The great novelty which Peter Nolasco introduced into this system was for him and his brothers to stay behind as hostages in Moorish lands to guarantee the amount of money that had been agreed upon for the ransom of the captives who had already returned to Christian lands and kingdoms as free people.

Collection of Alms for Redemption

By virtue of his profession, every brother became an authentic beggar for redemption. He was assigned part of the territory close to his house so that only the designated religious would collect alms in that area. In these cases, the houses or encomiendas were left in the care of the donates.

The alms did not only include cash but also goods and other material means which made redemption possible. Very early, the Order found an original way of encouraging people’s help for captives. The redeeming brother along with redeemed captives would travel through cities and towns preaching the next redemption and collecting alms for the churches. After this was done, the captives had their beards shaved, their hair cut, they were provided with clothes, given an allowance for the journey and they were dismissed to go back to their lands “in joy and gladness.”

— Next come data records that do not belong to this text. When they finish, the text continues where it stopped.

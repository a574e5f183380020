//! Rich diagnostic error types for semviz.
//!
//! Each subsystem defines its own error type with miette `#[diagnostic]` derives,
//! providing error codes and help text so callers can tell a malformed document
//! apart from an unsupported format or a bad argument.

use miette::Diagnostic;
use thiserror::Error;

/// Top-level error type for semviz.
///
/// Each variant wraps a subsystem-specific error, preserving the full
/// diagnostic chain through to the user.
#[derive(Debug, Error, Diagnostic)]
pub enum SemvizError {
    #[error(transparent)]
    #[diagnostic(transparent)]
    Load(#[from] LoadError),

    #[error(transparent)]
    #[diagnostic(transparent)]
    Graph(#[from] GraphError),

    #[error(transparent)]
    #[diagnostic(transparent)]
    Config(#[from] ConfigError),
}

impl SemvizError {
    /// Whether the error was caused by caller input rather than an internal fault.
    pub fn is_client_error(&self) -> bool {
        match self {
            Self::Load(LoadError::Io { .. }) => false,
            Self::Load(_) | Self::Graph(_) => true,
            Self::Config(_) => false,
        }
    }
}

// ---------------------------------------------------------------------------
// Load errors
// ---------------------------------------------------------------------------

#[derive(Debug, Error, Diagnostic)]
pub enum LoadError {
    #[error("unsupported format: {format}")]
    #[diagnostic(
        code(semviz::load::unsupported_format),
        help("Supported formats: turtle, rdfxml, jsonld, ntriples, trig, nquads.")
    )]
    UnsupportedFormat { format: String },

    #[error("failed to parse ontology in format {format}: {message}")]
    #[diagnostic(
        code(semviz::load::parse),
        help(
            "The document is not valid {format}. Check the syntax near the reported \
             position, or pass a different `--format` if the file uses another serialization."
        )
    )]
    Parse { format: String, message: String },

    #[error("ontology content cannot be empty")]
    #[diagnostic(
        code(semviz::load::empty_content),
        help("Provide a non-empty RDF document.")
    )]
    EmptyContent,

    #[error("I/O error: {source}")]
    #[diagnostic(
        code(semviz::load::io),
        help("Reading the ontology failed. Check that the file exists and is readable.")
    )]
    Io {
        #[source]
        source: std::io::Error,
    },
}

// ---------------------------------------------------------------------------
// Graph errors
// ---------------------------------------------------------------------------

#[derive(Debug, Error, Diagnostic)]
pub enum GraphError {
    #[error("node identifier cannot be empty")]
    #[diagnostic(
        code(semviz::graph::empty_identifier),
        help("Pass the full identifier (usually an IRI) of the node to inspect.")
    )]
    EmptyIdentifier,

    #[error("dataset is empty")]
    #[diagnostic(
        code(semviz::graph::empty_dataset),
        help("A neighborhood query needs a dataset with at least one triple.")
    )]
    EmptyDataset,

    #[error("sampling capacity must be non-negative, got {capacity}")]
    #[diagnostic(
        code(semviz::graph::negative_capacity),
        help("Omit the capacity to keep the whole graph, or pass a value >= 0.")
    )]
    NegativeCapacity { capacity: i64 },
}

// ---------------------------------------------------------------------------
// Config errors
// ---------------------------------------------------------------------------

#[derive(Debug, Error, Diagnostic)]
pub enum ConfigError {
    #[error("failed to read config: {path}")]
    #[diagnostic(
        code(semviz::config::read),
        help("Ensure the config file exists and is readable.")
    )]
    Read {
        path: String,
        #[source]
        source: std::io::Error,
    },

    #[error("failed to parse config: {path}: {message}")]
    #[diagnostic(
        code(semviz::config::parse),
        help("Check the TOML syntax in the config file.")
    )]
    Parse { path: String, message: String },

    #[error("invalid configuration: {message}")]
    #[diagnostic(code(semviz::config::invalid), help("Check the EngineConfig fields."))]
    Invalid { message: String },
}

/// Failure reported by a [`LabelLookup`](crate::graph::label::LabelLookup) implementation.
///
/// Never surfaces from label resolution; callers fall back to the identifier heuristic.
#[derive(Debug, Error)]
#[error("label lookup failed for {id}: {message}")]
pub struct LookupError {
    pub id: String,
    pub message: String,
}

/// Convenience alias for functions returning semviz results.
pub type SemvizResult<T> = std::result::Result<T, SemvizError>;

Another way of raising money consisted in strategically placing money boxes, poor boxes and bags in churches, crossroads, porches (today we would say stock exchange), mills and furnaces.

Peter Nolasco also channeled the collaboration of lay people in alms collecting by using people sensitive to the problem of captivity. They entered in the service of the Order as volunteers or under contract. They were called collectors and when they were carrying out their roles, they had to wear white clothes.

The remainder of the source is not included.